→ **PROBLEM DESCRIPTION**:
Search the records for the word "matches" and pick out every line that has it.

═══

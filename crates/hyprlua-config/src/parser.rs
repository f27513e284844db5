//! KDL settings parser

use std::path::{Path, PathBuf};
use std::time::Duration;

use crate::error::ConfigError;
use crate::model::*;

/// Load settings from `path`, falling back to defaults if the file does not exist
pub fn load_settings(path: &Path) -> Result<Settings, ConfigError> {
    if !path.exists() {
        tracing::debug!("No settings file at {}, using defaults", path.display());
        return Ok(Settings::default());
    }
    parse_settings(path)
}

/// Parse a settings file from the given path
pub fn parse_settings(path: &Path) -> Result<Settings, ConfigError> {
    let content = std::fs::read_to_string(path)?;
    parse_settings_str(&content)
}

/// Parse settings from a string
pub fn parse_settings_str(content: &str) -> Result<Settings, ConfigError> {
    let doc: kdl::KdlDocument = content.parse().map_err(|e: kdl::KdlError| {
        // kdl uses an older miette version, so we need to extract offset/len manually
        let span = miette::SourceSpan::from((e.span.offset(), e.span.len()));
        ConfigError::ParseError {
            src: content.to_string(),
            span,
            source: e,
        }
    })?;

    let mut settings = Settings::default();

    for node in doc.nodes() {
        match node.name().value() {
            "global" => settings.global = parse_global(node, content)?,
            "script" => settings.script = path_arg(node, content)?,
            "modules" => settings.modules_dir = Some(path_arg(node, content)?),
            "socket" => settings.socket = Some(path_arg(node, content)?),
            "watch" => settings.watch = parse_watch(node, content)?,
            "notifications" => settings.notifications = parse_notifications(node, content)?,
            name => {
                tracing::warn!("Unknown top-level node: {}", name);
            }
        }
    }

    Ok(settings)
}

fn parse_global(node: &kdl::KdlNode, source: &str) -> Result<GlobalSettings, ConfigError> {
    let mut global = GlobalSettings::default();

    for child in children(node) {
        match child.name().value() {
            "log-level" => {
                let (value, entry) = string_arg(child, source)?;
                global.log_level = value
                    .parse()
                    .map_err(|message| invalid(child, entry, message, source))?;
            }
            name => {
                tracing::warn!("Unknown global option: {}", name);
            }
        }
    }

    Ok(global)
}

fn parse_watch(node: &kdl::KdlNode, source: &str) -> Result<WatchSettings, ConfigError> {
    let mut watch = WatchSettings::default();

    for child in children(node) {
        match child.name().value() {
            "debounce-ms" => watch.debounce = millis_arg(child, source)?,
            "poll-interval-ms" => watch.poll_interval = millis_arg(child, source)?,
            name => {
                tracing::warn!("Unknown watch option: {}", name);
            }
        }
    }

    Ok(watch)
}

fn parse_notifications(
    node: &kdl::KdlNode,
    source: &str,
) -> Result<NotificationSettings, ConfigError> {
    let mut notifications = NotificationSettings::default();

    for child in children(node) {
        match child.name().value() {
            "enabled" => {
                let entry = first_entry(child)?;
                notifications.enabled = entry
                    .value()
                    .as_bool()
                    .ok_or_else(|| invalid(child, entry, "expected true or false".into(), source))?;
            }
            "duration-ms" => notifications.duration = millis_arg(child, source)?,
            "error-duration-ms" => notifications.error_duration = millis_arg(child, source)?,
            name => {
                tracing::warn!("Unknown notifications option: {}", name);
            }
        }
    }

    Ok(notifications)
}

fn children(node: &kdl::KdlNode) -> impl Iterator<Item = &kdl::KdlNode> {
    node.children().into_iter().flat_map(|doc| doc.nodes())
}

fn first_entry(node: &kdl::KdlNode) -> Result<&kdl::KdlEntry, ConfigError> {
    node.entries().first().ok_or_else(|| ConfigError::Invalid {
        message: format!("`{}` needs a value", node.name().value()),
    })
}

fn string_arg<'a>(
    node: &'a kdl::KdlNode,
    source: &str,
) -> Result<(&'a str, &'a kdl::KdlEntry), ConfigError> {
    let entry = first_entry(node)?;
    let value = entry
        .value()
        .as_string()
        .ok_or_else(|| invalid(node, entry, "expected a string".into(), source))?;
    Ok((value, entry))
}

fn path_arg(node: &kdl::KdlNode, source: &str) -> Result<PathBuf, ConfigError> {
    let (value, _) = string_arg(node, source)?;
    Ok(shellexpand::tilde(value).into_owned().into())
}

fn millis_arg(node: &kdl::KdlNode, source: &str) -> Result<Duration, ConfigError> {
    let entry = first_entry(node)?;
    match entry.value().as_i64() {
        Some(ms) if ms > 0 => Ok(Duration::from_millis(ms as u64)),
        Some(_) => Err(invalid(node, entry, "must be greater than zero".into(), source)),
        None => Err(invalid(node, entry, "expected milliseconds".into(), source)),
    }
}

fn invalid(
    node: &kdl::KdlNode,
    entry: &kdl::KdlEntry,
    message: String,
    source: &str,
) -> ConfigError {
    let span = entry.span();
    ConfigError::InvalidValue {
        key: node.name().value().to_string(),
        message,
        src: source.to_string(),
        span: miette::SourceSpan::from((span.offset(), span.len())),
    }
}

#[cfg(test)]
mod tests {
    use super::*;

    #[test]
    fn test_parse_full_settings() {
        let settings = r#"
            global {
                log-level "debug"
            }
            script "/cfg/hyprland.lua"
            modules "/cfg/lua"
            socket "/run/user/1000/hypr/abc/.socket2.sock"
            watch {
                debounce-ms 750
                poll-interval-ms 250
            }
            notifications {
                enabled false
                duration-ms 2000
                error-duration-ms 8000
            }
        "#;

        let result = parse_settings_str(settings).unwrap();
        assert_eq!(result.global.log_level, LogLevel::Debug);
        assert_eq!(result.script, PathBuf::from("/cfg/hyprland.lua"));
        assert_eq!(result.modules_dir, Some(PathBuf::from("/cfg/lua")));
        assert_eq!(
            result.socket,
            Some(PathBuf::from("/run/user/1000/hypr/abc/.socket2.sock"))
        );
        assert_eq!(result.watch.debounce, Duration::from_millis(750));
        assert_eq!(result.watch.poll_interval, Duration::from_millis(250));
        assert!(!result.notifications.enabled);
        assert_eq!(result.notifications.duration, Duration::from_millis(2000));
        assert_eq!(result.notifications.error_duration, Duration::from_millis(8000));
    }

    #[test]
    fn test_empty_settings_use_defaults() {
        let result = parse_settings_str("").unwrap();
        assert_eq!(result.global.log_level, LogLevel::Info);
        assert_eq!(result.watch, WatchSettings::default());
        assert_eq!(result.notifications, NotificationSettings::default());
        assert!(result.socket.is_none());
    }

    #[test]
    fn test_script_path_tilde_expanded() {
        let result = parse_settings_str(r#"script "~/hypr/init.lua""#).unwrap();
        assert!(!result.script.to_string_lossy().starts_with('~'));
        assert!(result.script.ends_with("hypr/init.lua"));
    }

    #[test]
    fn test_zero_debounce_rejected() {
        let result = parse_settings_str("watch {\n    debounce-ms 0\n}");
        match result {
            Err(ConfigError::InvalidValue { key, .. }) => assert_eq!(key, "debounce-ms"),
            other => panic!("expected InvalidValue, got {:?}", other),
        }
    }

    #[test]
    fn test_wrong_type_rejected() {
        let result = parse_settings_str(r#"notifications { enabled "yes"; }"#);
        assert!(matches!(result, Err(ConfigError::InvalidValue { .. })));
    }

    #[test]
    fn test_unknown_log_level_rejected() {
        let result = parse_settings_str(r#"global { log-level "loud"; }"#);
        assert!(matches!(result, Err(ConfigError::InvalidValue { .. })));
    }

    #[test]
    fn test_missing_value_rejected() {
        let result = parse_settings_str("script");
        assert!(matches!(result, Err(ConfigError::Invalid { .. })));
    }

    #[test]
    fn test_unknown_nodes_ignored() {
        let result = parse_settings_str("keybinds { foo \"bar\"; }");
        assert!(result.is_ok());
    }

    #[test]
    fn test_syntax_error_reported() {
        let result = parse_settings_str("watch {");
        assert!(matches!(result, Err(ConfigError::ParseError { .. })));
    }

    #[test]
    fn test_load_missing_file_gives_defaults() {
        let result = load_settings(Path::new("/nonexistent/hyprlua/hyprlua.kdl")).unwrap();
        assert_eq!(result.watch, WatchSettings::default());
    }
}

═══

→ **RESPONSE**:
        assert!(matches!(result, Err(ConfigError::InvalidValue { .. })));
        assert!(matches!(result, Err(ConfigError::InvalidValue { .. })));
        assert!(matches!(result, Err(ConfigError::Invalid { .. })));
        assert!(matches!(result, Err(ConfigError::ParseError { .. })));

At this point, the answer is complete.